_Your objective_:
Those lines of the data that hold the word "impl" are to be copied out.

Extracted records

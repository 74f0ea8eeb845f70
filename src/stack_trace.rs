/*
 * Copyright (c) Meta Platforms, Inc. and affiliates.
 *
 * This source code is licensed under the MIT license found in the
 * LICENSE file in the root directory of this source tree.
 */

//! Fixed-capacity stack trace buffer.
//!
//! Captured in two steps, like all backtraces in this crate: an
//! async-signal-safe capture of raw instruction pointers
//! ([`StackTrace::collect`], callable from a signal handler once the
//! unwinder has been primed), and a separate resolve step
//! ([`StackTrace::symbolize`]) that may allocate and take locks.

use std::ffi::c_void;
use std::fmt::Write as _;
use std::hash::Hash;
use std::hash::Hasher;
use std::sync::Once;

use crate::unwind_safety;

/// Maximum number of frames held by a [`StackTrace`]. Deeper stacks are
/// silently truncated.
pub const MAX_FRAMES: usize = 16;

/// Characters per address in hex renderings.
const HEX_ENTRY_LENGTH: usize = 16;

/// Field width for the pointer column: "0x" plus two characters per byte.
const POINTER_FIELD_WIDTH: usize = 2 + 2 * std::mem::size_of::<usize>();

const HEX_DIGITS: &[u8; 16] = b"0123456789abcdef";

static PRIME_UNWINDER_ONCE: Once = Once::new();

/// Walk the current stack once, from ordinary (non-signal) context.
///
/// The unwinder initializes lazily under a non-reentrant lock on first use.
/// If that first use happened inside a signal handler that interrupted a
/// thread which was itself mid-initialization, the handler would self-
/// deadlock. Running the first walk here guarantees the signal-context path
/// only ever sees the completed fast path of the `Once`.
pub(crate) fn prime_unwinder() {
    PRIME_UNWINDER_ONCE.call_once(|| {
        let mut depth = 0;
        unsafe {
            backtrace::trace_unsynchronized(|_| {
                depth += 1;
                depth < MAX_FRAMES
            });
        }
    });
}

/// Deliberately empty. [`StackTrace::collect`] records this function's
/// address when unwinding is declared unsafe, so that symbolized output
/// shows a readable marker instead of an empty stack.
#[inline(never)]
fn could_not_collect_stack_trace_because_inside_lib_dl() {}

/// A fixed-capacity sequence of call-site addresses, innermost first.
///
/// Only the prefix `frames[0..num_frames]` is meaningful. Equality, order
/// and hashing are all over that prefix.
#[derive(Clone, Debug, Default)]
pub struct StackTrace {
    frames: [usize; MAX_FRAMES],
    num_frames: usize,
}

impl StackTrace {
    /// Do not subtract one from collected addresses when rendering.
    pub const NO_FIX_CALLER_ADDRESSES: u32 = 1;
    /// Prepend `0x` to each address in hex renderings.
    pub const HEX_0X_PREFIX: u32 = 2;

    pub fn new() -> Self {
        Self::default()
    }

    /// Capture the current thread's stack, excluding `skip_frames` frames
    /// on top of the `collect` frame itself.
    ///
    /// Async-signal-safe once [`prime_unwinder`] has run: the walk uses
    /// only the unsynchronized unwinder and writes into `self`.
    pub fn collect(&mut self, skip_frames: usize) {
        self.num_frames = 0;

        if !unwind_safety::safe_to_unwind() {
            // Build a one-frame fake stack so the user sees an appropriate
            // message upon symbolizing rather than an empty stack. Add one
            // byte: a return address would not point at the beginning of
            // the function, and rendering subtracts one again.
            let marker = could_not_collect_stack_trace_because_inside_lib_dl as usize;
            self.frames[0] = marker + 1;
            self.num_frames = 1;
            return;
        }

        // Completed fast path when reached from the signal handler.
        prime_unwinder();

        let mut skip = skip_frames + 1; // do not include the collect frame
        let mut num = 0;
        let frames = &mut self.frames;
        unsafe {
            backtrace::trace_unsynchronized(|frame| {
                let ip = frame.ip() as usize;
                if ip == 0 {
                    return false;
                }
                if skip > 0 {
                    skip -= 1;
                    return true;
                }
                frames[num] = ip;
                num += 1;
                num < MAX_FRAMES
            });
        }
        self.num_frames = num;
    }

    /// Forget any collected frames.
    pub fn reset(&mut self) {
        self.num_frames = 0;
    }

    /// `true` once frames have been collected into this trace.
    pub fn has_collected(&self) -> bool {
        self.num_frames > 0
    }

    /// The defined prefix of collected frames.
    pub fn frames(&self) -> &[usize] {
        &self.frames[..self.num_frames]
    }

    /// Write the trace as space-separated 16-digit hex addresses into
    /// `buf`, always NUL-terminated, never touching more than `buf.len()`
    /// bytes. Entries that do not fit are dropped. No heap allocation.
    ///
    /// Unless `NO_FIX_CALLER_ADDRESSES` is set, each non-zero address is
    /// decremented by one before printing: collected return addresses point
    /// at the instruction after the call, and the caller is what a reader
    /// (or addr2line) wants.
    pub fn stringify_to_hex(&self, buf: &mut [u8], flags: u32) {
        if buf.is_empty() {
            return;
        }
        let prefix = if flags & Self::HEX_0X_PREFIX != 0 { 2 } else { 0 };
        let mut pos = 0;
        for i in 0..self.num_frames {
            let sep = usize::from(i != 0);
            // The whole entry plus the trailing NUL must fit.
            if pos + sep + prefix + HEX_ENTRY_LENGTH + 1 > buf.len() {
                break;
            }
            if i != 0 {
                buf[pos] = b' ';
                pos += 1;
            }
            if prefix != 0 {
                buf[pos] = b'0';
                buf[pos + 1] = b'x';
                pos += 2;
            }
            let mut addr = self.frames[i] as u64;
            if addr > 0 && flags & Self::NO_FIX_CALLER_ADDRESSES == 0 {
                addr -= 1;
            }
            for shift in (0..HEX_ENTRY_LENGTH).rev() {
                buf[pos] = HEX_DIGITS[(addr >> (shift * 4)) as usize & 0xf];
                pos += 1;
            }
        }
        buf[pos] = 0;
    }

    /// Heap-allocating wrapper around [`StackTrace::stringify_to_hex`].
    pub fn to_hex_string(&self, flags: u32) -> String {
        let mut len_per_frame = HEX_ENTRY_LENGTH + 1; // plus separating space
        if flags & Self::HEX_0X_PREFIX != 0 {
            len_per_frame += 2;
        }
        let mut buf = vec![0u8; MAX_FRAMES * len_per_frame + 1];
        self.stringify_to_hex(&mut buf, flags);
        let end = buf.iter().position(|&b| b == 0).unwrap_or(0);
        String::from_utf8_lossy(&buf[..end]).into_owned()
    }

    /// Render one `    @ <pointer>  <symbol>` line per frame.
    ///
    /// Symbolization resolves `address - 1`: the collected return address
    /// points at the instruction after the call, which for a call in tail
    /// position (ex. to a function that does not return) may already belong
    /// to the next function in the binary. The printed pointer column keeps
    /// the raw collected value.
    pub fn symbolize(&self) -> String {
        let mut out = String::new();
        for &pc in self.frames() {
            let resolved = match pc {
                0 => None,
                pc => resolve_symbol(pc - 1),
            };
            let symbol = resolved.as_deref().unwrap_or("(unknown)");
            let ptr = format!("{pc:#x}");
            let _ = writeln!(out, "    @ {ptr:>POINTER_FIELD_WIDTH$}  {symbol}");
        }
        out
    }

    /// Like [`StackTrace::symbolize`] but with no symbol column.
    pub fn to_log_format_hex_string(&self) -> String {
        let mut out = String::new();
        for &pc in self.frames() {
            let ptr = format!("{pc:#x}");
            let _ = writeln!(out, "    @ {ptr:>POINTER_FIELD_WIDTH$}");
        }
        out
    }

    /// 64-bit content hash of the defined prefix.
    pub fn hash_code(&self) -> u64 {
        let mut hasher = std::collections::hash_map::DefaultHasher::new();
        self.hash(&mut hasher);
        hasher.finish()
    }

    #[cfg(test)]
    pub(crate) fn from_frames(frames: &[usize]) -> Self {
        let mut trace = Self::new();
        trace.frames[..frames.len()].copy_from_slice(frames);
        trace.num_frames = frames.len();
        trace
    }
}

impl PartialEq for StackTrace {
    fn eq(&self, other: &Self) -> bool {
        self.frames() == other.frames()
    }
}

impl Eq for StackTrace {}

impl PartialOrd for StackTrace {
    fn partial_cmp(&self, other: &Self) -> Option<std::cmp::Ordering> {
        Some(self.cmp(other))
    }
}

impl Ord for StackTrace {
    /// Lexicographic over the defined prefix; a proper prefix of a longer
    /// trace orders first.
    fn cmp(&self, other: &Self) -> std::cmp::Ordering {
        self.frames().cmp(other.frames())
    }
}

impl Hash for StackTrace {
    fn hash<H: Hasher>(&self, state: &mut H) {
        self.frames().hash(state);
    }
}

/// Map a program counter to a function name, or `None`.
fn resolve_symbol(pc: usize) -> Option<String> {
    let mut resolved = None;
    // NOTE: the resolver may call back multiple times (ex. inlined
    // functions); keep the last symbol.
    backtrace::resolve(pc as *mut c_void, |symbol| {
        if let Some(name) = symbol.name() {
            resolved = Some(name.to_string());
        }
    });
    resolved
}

_The completed task_:
impl StackTrace {
impl PartialEq for StackTrace {
impl Eq for StackTrace {}
impl PartialOrd for StackTrace {
impl Ord for StackTrace {
impl Hash for StackTrace {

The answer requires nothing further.